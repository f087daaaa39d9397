#![warn(missing_docs)]
//! Wavefront representations exchanged between the host framework and the computation engine.
//!
//! A wavefront exists in two structurally identical forms: the engine-native
//! [`ComputationResult`] which is stored on each [`BeamlineElement`](crate::element::BeamlineElement)
//! after field computation, and the host framework's [`GenericWavefront`]. The conversion between
//! the two is a lossless, order-preserving bijection: the same numeric arrays are carried over
//! field for field, no resampling takes place.
use num::Complex;
use serde::{Deserialize, Serialize};
use uom::si::f64::Length;

use crate::error::{BeampropError, BpResult};

/// Native result of an engine field computation on a single beamline element.
#[derive(Debug, Clone, PartialEq, Serialize, Deserialize)]
pub struct ComputationResult {
    wavelength: Length,
    abscissas: Vec<f64>,
    field: Vec<Complex<f64>>,
}
impl ComputationResult {
    /// Creates a new [`ComputationResult`].
    ///
    /// # Errors
    ///
    /// This function will return an error if
    ///   - `abscissas` and `field` do not have the same length.
    ///   - the given wavelength is not positive or not finite.
    pub fn new(wavelength: Length, abscissas: Vec<f64>, field: Vec<Complex<f64>>) -> BpResult<Self> {
        if abscissas.len() != field.len() {
            return Err(BeampropError::Other(
                "abscissas and field must have the same length".into(),
            ));
        }
        if !wavelength.is_finite() || wavelength.is_sign_negative() || wavelength.value == 0.0 {
            return Err(BeampropError::Other(
                "wavelength must be positive and finite".into(),
            ));
        }
        Ok(Self {
            wavelength,
            abscissas,
            field,
        })
    }
    /// Returns the wavelength of this [`ComputationResult`].
    #[must_use]
    pub const fn wavelength(&self) -> Length {
        self.wavelength
    }
    /// Returns the abscissas (sampling positions along the element) of this [`ComputationResult`].
    #[must_use]
    pub fn abscissas(&self) -> &[f64] {
        &self.abscissas
    }
    /// Returns the complex field amplitudes of this [`ComputationResult`].
    #[must_use]
    pub fn field(&self) -> &[Complex<f64>] {
        &self.field
    }
}

/// A 1D wavefront in the host framework's generic representation.
#[derive(Debug, Clone, PartialEq, Serialize, Deserialize)]
pub struct GenericWavefront {
    wavelength: Length,
    positions: Vec<f64>,
    complex_amplitude: Vec<Complex<f64>>,
}
impl GenericWavefront {
    /// Creates a new [`GenericWavefront`] from a position array and a complex amplitude array.
    ///
    /// # Errors
    ///
    /// This function will return an error if
    ///   - `positions` and `complex_amplitude` do not have the same length.
    ///   - the given wavelength is not positive or not finite.
    pub fn from_arrays(
        wavelength: Length,
        positions: Vec<f64>,
        complex_amplitude: Vec<Complex<f64>>,
    ) -> BpResult<Self> {
        // same well-formedness rules as the native form
        let result = ComputationResult::new(wavelength, positions, complex_amplitude)?;
        Ok(Self::from(&result))
    }
    /// Returns the wavelength of this [`GenericWavefront`].
    #[must_use]
    pub const fn wavelength(&self) -> Length {
        self.wavelength
    }
    /// Returns the position array of this [`GenericWavefront`].
    #[must_use]
    pub fn positions(&self) -> &[f64] {
        &self.positions
    }
    /// Returns the complex amplitude array of this [`GenericWavefront`].
    #[must_use]
    pub fn complex_amplitude(&self) -> &[Complex<f64>] {
        &self.complex_amplitude
    }
}

impl From<&ComputationResult> for GenericWavefront {
    fn from(result: &ComputationResult) -> Self {
        Self {
            wavelength: result.wavelength,
            positions: result.abscissas.clone(),
            complex_amplitude: result.field.clone(),
        }
    }
}
impl From<&GenericWavefront> for ComputationResult {
    fn from(wavefront: &GenericWavefront) -> Self {
        Self {
            wavelength: wavefront.wavelength,
            abscissas: wavefront.positions.clone(),
            field: wavefront.complex_amplitude.clone(),
        }
    }
}

/// A wavefront value in one of the two supported representations.
///
/// This closed enum replaces runtime type inspection of the incoming wavefront value: the
/// representation is resolved once at construction time and any unsupported representation is
/// unrepresentable.
#[derive(Debug, Clone, PartialEq, Serialize, Deserialize)]
pub enum Wavefront {
    /// host-framework generic representation
    Generic(GenericWavefront),
    /// engine-native representation
    Native(ComputationResult),
}
impl Wavefront {
    /// Returns `true` if this [`Wavefront`] is in the generic representation.
    #[must_use]
    pub const fn is_generic(&self) -> bool {
        matches!(self, Self::Generic(_))
    }
    /// Returns this [`Wavefront`] in the engine-native representation.
    #[must_use]
    pub fn to_native(&self) -> ComputationResult {
        match self {
            Self::Generic(wavefront) => ComputationResult::from(wavefront),
            Self::Native(result) => result.clone(),
        }
    }
}
impl From<GenericWavefront> for Wavefront {
    fn from(wavefront: GenericWavefront) -> Self {
        Self::Generic(wavefront)
    }
}
impl From<ComputationResult> for Wavefront {
    fn from(result: ComputationResult) -> Self {
        Self::Native(result)
    }
}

──────

Problem description: I'd like the records returned exactly as they were written, please.

Task result:
repository f087daaaa39d9397
#![warn(missing_docs)]
//! Wavefront representations exchanged between the host framework and the computation engine.
//!
//! A wavefront exists in two structurally identical forms: the engine-native
//! [`ComputationResult`] which is stored on each [`BeamlineElement`](crate::element::BeamlineElement)
//! after field computation, and the host framework's [`GenericWavefront`]. The conversion between
//! the two is a lossless, order-preserving bijection: the same numeric arrays are carried over
//! field for field, no resampling takes place.
use num::Complex;
use serde::{Deserialize, Serialize};
use uom::si::f64::Length;

use crate::error::{BeampropError, BpResult};

/// Native result of an engine field computation on a single beamline element.
#[derive(Debug, Clone, PartialEq, Serialize, Deserialize)]
pub struct ComputationResult {
    wavelength: Length,
    abscissas: Vec<f64>,
    field: Vec<Complex<f64>>,
}
impl ComputationResult {
    /// Creates a new [`ComputationResult`].
    ///
    /// # Errors
    ///
    /// This function will return an error if
    ///   - `abscissas` and `field` do not have the same length.
    ///   - the given wavelength is not positive or not finite.
    pub fn new(wavelength: Length, abscissas: Vec<f64>, field: Vec<Complex<f64>>) -> BpResult<Self> {
        if abscissas.len() != field.len() {
            return Err(BeampropError::Other(
                "abscissas and field must have the same length".into(),
            ));
        }
        if !wavelength.is_finite() || wavelength.is_sign_negative() || wavelength.value == 0.0 {
            return Err(BeampropError::Other(
                "wavelength must be positive and finite".into(),
            ));
        }
        Ok(Self {
            wavelength,
            abscissas,
            field,
        })
    }
    /// Returns the wavelength of this [`ComputationResult`].
    #[must_use]
    pub const fn wavelength(&self) -> Length {
        self.wavelength
    }
    /// Returns the abscissas (sampling positions along the element) of this [`ComputationResult`].
    #[must_use]
    pub fn abscissas(&self) -> &[f64] {
        &self.abscissas
    }
    /// Returns the complex field amplitudes of this [`ComputationResult`].
    #[must_use]
    pub fn field(&self) -> &[Complex<f64>] {
        &self.field
    }
}

/// A 1D wavefront in the host framework's generic representation.
#[derive(Debug, Clone, PartialEq, Serialize, Deserialize)]
pub struct GenericWavefront {
    wavelength: Length,
    positions: Vec<f64>,
    complex_amplitude: Vec<Complex<f64>>,
}
impl GenericWavefront {
    /// Creates a new [`GenericWavefront`] from a position array and a complex amplitude array.
    ///
    /// # Errors
    ///
    /// This function will return an error if
    ///   - `positions` and `complex_amplitude` do not have the same length.
    ///   - the given wavelength is not positive or not finite.
    pub fn from_arrays(
        wavelength: Length,
        positions: Vec<f64>,
        complex_amplitude: Vec<Complex<f64>>,
    ) -> BpResult<Self> {
        // same well-formedness rules as the native form
        let result = ComputationResult::new(wavelength, positions, complex_amplitude)?;
        Ok(Self::from(&result))
    }
    /// Returns the wavelength of this [`GenericWavefront`].
    #[must_use]
    pub const fn wavelength(&self) -> Length {
        self.wavelength
    }
    /// Returns the position array of this [`GenericWavefront`].
    #[must_use]
    pub fn positions(&self) -> &[f64] {
        &self.positions
    }
    /// Returns the complex amplitude array of this [`GenericWavefront`].
    #[must_use]
    pub fn complex_amplitude(&self) -> &[Complex<f64>] {
        &self.complex_amplitude
    }
}

impl From<&ComputationResult> for GenericWavefront {
    fn from(result: &ComputationResult) -> Self {
        Self {
            wavelength: result.wavelength,
            positions: result.abscissas.clone(),
            complex_amplitude: result.field.clone(),
        }
    }
}
impl From<&GenericWavefront> for ComputationResult {
    fn from(wavefront: &GenericWavefront) -> Self {
        Self {
            wavelength: wavefront.wavelength,
            abscissas: wavefront.positions.clone(),
            field: wavefront.complex_amplitude.clone(),
        }
    }
}

/// A wavefront value in one of the two supported representations.
///
/// This closed enum replaces runtime type inspection of the incoming wavefront value: the
/// representation is resolved once at construction time and any unsupported representation is
/// unrepresentable.
#[derive(Debug, Clone, PartialEq, Serialize, Deserialize)]
pub enum Wavefront {
    /// host-framework generic representation
    Generic(GenericWavefront),
    /// engine-native representation
    Native(ComputationResult),
}
impl Wavefront {
    /// Returns `true` if this [`Wavefront`] is in the generic representation.
    #[must_use]
    pub const fn is_generic(&self) -> bool {
        matches!(self, Self::Generic(_))
    }
    /// Returns this [`Wavefront`] in the engine-native representation.
    #[must_use]
    pub fn to_native(&self) -> ComputationResult {
        match self {
            Self::Generic(wavefront) => ComputationResult::from(wavefront),
            Self::Native(result) => result.clone(),
        }
    }
}
impl From<GenericWavefront> for Wavefront {
    fn from(wavefront: GenericWavefront) -> Self {
        Self::Generic(wavefront)
    }
}
impl From<ComputationResult> for Wavefront {
    fn from(result: ComputationResult) -> Self {
        Self::Native(result)
    }
}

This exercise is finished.